> _TASK INSTRUCTIONS_:
Write out exactly the lines from the start of the entries through the one that contains "let id = response", including both.
DATA IN THIS EXERCISE Block Start
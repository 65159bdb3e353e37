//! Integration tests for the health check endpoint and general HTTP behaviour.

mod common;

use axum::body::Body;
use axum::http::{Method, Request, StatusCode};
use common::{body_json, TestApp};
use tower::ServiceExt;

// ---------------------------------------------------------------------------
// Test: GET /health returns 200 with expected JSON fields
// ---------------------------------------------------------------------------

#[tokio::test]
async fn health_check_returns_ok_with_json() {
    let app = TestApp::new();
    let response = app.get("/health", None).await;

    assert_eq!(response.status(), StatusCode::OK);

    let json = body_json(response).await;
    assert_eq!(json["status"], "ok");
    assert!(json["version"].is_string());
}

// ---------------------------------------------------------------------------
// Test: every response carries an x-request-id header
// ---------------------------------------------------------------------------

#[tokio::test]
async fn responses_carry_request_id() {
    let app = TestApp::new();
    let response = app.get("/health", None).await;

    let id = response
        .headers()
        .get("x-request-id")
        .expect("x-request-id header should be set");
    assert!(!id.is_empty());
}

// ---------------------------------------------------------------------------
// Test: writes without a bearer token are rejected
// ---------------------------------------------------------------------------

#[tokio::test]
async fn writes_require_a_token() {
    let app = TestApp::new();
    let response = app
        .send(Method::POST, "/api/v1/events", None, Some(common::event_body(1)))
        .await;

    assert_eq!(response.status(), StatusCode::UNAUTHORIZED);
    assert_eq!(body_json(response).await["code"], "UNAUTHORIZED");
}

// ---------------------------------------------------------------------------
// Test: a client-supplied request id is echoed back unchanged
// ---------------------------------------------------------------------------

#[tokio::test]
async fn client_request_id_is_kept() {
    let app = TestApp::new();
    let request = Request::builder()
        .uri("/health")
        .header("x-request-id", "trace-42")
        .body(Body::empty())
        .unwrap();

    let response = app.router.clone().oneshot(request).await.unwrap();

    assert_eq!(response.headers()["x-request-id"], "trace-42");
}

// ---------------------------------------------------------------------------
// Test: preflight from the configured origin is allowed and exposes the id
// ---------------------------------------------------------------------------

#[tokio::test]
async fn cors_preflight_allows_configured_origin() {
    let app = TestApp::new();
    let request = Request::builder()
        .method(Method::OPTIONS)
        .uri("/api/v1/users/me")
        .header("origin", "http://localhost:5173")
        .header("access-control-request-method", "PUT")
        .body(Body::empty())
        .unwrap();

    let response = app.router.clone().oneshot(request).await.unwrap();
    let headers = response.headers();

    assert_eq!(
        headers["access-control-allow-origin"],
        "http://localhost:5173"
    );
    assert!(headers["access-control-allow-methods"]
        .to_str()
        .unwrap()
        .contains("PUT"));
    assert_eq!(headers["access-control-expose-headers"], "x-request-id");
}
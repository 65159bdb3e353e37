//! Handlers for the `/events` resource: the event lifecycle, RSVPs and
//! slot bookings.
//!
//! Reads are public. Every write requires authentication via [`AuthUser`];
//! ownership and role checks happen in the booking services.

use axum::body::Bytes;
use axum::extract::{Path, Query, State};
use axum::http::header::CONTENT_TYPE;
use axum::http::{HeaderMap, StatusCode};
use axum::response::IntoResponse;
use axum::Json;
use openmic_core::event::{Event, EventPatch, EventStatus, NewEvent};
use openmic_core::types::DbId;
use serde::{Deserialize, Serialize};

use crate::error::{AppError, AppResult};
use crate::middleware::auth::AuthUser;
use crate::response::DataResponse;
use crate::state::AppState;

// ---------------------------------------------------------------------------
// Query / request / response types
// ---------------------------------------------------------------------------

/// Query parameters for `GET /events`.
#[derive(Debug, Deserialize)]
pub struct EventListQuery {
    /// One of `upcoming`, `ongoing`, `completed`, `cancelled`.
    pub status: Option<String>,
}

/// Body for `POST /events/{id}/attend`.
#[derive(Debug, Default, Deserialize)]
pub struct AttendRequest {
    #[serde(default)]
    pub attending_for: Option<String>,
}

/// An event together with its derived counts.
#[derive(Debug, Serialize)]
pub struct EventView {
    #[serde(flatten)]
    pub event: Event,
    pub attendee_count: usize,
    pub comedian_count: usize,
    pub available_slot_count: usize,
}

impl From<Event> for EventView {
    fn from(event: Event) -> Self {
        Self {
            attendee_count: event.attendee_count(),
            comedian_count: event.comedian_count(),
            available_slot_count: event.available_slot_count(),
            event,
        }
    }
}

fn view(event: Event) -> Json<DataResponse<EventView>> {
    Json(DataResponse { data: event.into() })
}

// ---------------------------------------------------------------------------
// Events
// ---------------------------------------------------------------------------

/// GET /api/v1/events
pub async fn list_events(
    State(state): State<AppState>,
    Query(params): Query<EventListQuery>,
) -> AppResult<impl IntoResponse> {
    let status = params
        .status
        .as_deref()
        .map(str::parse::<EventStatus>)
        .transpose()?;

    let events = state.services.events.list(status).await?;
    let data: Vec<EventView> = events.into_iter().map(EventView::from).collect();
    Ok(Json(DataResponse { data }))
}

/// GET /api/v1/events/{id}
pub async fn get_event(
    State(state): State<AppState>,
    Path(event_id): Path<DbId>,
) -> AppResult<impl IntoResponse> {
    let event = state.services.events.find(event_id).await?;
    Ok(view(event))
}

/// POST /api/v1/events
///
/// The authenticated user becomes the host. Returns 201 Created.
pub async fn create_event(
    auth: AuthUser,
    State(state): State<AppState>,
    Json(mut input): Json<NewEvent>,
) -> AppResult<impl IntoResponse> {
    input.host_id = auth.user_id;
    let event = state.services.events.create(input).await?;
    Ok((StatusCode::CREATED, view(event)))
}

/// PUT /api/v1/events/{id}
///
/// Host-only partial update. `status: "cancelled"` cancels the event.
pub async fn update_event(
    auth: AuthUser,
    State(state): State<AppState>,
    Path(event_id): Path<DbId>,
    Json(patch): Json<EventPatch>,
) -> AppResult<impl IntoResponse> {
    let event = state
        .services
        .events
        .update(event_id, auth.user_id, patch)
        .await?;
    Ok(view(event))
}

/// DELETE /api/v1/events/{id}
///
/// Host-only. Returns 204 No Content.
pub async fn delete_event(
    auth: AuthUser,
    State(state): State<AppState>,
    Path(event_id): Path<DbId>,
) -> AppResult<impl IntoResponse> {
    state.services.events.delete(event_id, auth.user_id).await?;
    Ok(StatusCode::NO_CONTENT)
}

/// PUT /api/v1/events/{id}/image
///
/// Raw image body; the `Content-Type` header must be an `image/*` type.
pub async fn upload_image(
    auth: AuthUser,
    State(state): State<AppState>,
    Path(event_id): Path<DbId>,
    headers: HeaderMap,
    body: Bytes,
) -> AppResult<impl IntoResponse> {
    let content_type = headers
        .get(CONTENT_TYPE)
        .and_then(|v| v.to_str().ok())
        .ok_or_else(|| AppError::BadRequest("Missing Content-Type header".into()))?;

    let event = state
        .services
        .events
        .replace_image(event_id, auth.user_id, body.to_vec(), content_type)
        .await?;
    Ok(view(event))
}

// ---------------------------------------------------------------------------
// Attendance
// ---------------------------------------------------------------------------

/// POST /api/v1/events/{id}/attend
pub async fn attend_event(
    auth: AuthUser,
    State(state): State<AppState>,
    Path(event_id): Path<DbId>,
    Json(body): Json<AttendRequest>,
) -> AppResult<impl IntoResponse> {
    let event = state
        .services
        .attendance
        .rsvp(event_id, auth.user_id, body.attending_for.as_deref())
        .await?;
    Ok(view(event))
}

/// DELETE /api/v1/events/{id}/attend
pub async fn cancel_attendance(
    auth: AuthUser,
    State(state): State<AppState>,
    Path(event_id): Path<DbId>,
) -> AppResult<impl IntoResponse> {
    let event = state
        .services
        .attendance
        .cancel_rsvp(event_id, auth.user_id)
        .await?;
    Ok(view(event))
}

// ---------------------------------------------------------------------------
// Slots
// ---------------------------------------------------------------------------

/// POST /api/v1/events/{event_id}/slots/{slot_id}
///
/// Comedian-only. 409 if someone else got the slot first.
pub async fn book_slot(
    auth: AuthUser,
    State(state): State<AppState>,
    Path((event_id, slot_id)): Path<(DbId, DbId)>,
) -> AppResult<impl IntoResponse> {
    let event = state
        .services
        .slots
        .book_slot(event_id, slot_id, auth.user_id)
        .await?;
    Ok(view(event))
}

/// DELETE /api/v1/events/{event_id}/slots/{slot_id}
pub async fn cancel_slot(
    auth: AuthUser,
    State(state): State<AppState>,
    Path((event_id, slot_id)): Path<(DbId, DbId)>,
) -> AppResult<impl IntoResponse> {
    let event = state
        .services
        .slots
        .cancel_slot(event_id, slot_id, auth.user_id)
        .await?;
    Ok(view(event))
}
DATA IN THIS EXERCISE Block End
> _THE ANSWER_:
repository 65159bdb3e353e37
//! Integration tests for the health check endpoint and general HTTP behaviour.

mod common;

use axum::body::Body;
use axum::http::{Method, Request, StatusCode};
use common::{body_json, TestApp};
use tower::ServiceExt;

// ---------------------------------------------------------------------------
// Test: GET /health returns 200 with expected JSON fields
// ---------------------------------------------------------------------------

#[tokio::test]
async fn health_check_returns_ok_with_json() {
    let app = TestApp::new();
    let response = app.get("/health", None).await;

    assert_eq!(response.status(), StatusCode::OK);

    let json = body_json(response).await;
    assert_eq!(json["status"], "ok");
    assert!(json["version"].is_string());
}

// ---------------------------------------------------------------------------
// Test: every response carries an x-request-id header
// ---------------------------------------------------------------------------

#[tokio::test]
async fn responses_carry_request_id() {
    let app = TestApp::new();
    let response = app.get("/health", None).await;

    let id = response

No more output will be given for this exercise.